Die Stadt Venedig hält wenige Zentimeter über der Wasseroberfläche unzählige alte Kunstwerke bereit, die ihren Reichtum im Detail verbergen. Ein gutes Beispiel bietet die Chiesa Santo Stefano, deren schiefes Campanile Neugierige, die auf dem Weg zur Kunstschau der Biennale sind, aus der Ferne heranlockt. Sie ist voll mit jenem prachtvollen Stilmix, den die Venezianer aus aller Welt zusammengestohlen haben. Der darin verborgene Synkretismus scheint zunächst jenem von Hirst ähnlich zu sein, nur, anders als in dessen herbeifabulierter alternate history, haben alle Objekte im Kirchenraum eine detailstarke Schwere, die von einer tatsächlich durchlittenen Geschichte herzurühren scheint. Wer die vollkommen verwaiste Kirche betritt, wird von einem freundlichen Verrückten an die Hand genommen. Er führt in sämtliche Ecken, murmelt unverständlich die Namen der dort liegenden Leichen und erklärt mit einer kurzen Scharade den Katholizismus: Zunächst wird der Zeigefinger nach unten auf die Grabplatte gerichtet, hängende Mundwinkel und Stoßseufzer zeugen von Bedauern, dann wird der Zeigefinger nach oben zum Himmel gereckt, ein idiotisch freudiger Blick und wohlwollendes Grunzen zeugen von vertrauensvollem Glauben an Erlösung. Sodann öffnet der liebenswerte Tropf, der sein kognitiv eingeschränktes Dasein in der gnädigen Obhut der heiligen Mutter Kirche fristen darf, das Kabinett von Santo Stefano. In einem Nebenraum hängen kinoleinwandgroße Ölschinken von Meistern wie Tintoretto. Wer bereit ist, 50 Cent in ein elektrisches Kästchen zu werfen, kann die Werke sogar bei Licht betrachten. Im Dunkel wirken sie allerdings besser.

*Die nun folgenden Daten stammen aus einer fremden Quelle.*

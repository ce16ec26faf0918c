//! 점(dot) 경로 트리 유틸리티
//!
//! 이벤트 데이터 트리([`DataMap`])에 대한 경로 기반 읽기/쓰기를 제공합니다.
//! 경로는 `.`으로 구분된 세그먼트의 나열이며, 쓰기는 중간 객체를 게으르게
//! 생성하되 객체가 아닌 값을 객체로 덮어쓰지 않습니다.

use serde_json::{Map, Value};

use crate::event::DataMap;

/// 경로의 값을 읽습니다. 경로가 없거나 중간이 객체가 아니면 `None`입니다.
pub fn get_in<'a>(data: &'a DataMap, path: &str) -> Option<&'a Value> {
    let mut current = data;
    let mut segments = path.split('.').peekable();

    while let Some(segment) = segments.next() {
        let value = current.get(segment)?;
        if segments.peek().is_none() {
            return Some(value);
        }
        current = value.as_object()?;
    }

    None
}

/// 경로의 문자열 값을 읽습니다.
pub fn get_str<'a>(data: &'a DataMap, path: &str) -> Option<&'a str> {
    get_in(data, path).and_then(Value::as_str)
}

/// 경로에 값을 씁니다.
///
/// 중간 세그먼트에 해당하는 객체가 없으면 새로 만듭니다. 중간 세그먼트가
/// 이미 객체가 아닌 값으로 존재하면 덮어쓰지 않고 쓰기를 포기합니다.
/// 마지막 세그먼트의 기존 값은 덮어씁니다.
pub fn put_in(data: &mut DataMap, path: &str, value: Value) {
    let mut current = data;
    let mut segments = path.split('.').peekable();

    while let Some(segment) = segments.next() {
        if segments.peek().is_none() {
            current.insert(segment.to_owned(), value);
            return;
        }

        let slot = current
            .entry(segment.to_owned())
            .or_insert_with(|| Value::Object(Map::new()));
        match slot.as_object_mut() {
            Some(next) => current = next,
            // 객체가 아닌 값을 객체로 덮어쓰지 않음
            None => return,
        }
    }
}

/// 경로의 값을 제거하여 반환합니다. 경로가 없으면 `None`입니다.
///
/// 제거 후 비게 된 중간 객체는 그대로 둡니다.
pub fn remove_in(data: &mut DataMap, path: &str) -> Option<Value> {
    match path.split_once('.') {
        None => data.remove(path),
        Some((head, rest)) => {
            let next = data.get_mut(head)?.as_object_mut()?;
            remove_in(next, rest)
        }
    }
}

/// 서브트리를 경로 위치의 객체에 병합합니다.
///
/// 경로에 객체가 없으면 새로 만들고, 이미 있으면 키 단위로 덮어씁니다.
/// 경로에 객체가 아닌 값이 있으면 병합을 포기합니다.
pub fn merge_at(data: &mut DataMap, path: &str, subtree: DataMap) {
    let mut current = data;

    for segment in path.split('.') {
        let slot = current
            .entry(segment.to_owned())
            .or_insert_with(|| Value::Object(Map::new()));
        match slot.as_object_mut() {
            Some(next) => current = next,
            None => return,
        }
    }

    for (key, value) in subtree {
        current.insert(key, value);
    }
}

#[cfg(test)]
mod tests {
    use super::*;
    use serde_json::json;

    fn tree(value: serde_json::Value) -> DataMap {
        value.as_object().cloned().unwrap_or_default()
    }

    #[test]
    fn get_in_flat_key() {
        let data = tree(json!({"message": "DHCPACK on 192.168.1.120"}));
        assert_eq!(get_str(&data, "message"), Some("DHCPACK on 192.168.1.120"));
    }

    #[test]
    fn get_in_nested_path() {
        let data = tree(json!({"event_data": {"ip": "10.0.0.1"}}));
        assert_eq!(get_str(&data, "event_data.ip"), Some("10.0.0.1"));
        assert_eq!(get_in(&data, "event_data.mac"), None);
        assert_eq!(get_in(&data, "missing.ip"), None);
    }

    #[test]
    fn get_in_through_scalar_is_none() {
        let data = tree(json!({"event_data": "not a map"}));
        assert_eq!(get_in(&data, "event_data.ip"), None);
    }

    #[test]
    fn put_in_creates_intermediate_maps() {
        let mut data = DataMap::new();
        put_in(&mut data, "network_interface.ip", json!("10.0.0.1"));
        assert_eq!(get_str(&data, "network_interface.ip"), Some("10.0.0.1"));
    }

    #[test]
    fn put_in_overwrites_leaf() {
        let mut data = tree(json!({"a": {"b": 1}}));
        put_in(&mut data, "a.b", json!(2));
        assert_eq!(get_in(&data, "a.b"), Some(&json!(2)));
    }

    #[test]
    fn put_in_never_replaces_scalar_with_map() {
        let mut data = tree(json!({"a": "scalar"}));
        put_in(&mut data, "a.b", json!(1));
        // "a"는 스칼라 그대로
        assert_eq!(get_str(&data, "a"), Some("scalar"));
    }

    #[test]
    fn remove_in_flat_and_nested() {
        let mut data = tree(json!({"a": {"b": 1, "c": 2}, "d": 3}));
        assert_eq!(remove_in(&mut data, "a.b"), Some(json!(1)));
        assert_eq!(remove_in(&mut data, "a.b"), None);
        assert_eq!(remove_in(&mut data, "d"), Some(json!(3)));
        assert_eq!(get_in(&data, "a.c"), Some(&json!(2)));
    }

    #[test]
    fn merge_at_creates_and_extends() {
        let mut data = tree(json!({"event_data": {"ip": "192.168.1.120"}}));
        let parsed = tree(json!({"ip1": "192", "ip2": "168"}));
        merge_at(&mut data, "event_data", parsed);

        assert_eq!(get_str(&data, "event_data.ip"), Some("192.168.1.120"));
        assert_eq!(get_str(&data, "event_data.ip1"), Some("192"));
        assert_eq!(get_str(&data, "event_data.ip2"), Some("168"));
    }

    #[test]
    fn merge_at_missing_path_creates_map() {
        let mut data = DataMap::new();
        merge_at(&mut data, "a.b", tree(json!({"x": 1})));
        assert_eq!(get_in(&data, "a.b.x"), Some(&json!(1)));
    }

    #[test]
    fn merge_at_scalar_path_is_noop() {
        let mut data = tree(json!({"a": 1}));
        merge_at(&mut data, "a", tree(json!({"x": 1})));
        assert_eq!(get_in(&data, "a"), Some(&json!(1)));
    }
}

Alle Bilder sind eher schlecht zu nennen. Konfuse und unausgegorene Nebenwerke – sie wären ja sonst auch längst aus der Kirche entfernt und in ein Museum überführt worden. Nur, sie sind voll jener Details, die bei Damien Hirst so seltsam fehlen. Auf einer der riesigen Leinwände hat sich ein Hündchen neben den Tisch des Letzten Abendmahls geschlichen. Es himmelt den Erlöser an. Oder interessiert es sich einfach für die Speisen auf dem Tisch, weil es Hunger hat? Ist das ein theologischer Scherz Tintorettos, oder hatte er einfach Lust auf die quälend leeren Stufen vor den Abendmahl-Gästen ein Hundi zu mahlen? Das Tier ist schlecht grundiert, die Stufen scheinen durch seine Rippen hindurch. Sollte es aus dem Bild entfernt werden? Das Tier hebt sich in seiner naturalistischen Erscheinung von den in viel zu steife Faltenwürfe gekleideten Jüngern ab, so als wäre es das einzige Lebewesen auf dem Bild. Und so weiter, und so weiter. Wer Bilder mag, kann in der Nebenhalle von Santo Stefano einsinken in obskure Welten, die im Laufe mehrerer Jahrhunderte erarbeitet wurden. Mal sind sie mit Kunst, Geschick und Geist erzeugt, mal das Produkt lustlosen Werkelns und tollpatschiger Zufälle. Aber in jedem Fall laden ihre Formen zum Imaginieren ein. Es scheint – und dies belegt Damien Hirst eindrucksvoll – als habe ein Zeitalter industriellen Produzierens auch in der Kunst den Bezug zu dieser detailreichen Wirklichkeit verloren und als gelte es, nur mehr schleißige, übergroße Gesten zu applizieren.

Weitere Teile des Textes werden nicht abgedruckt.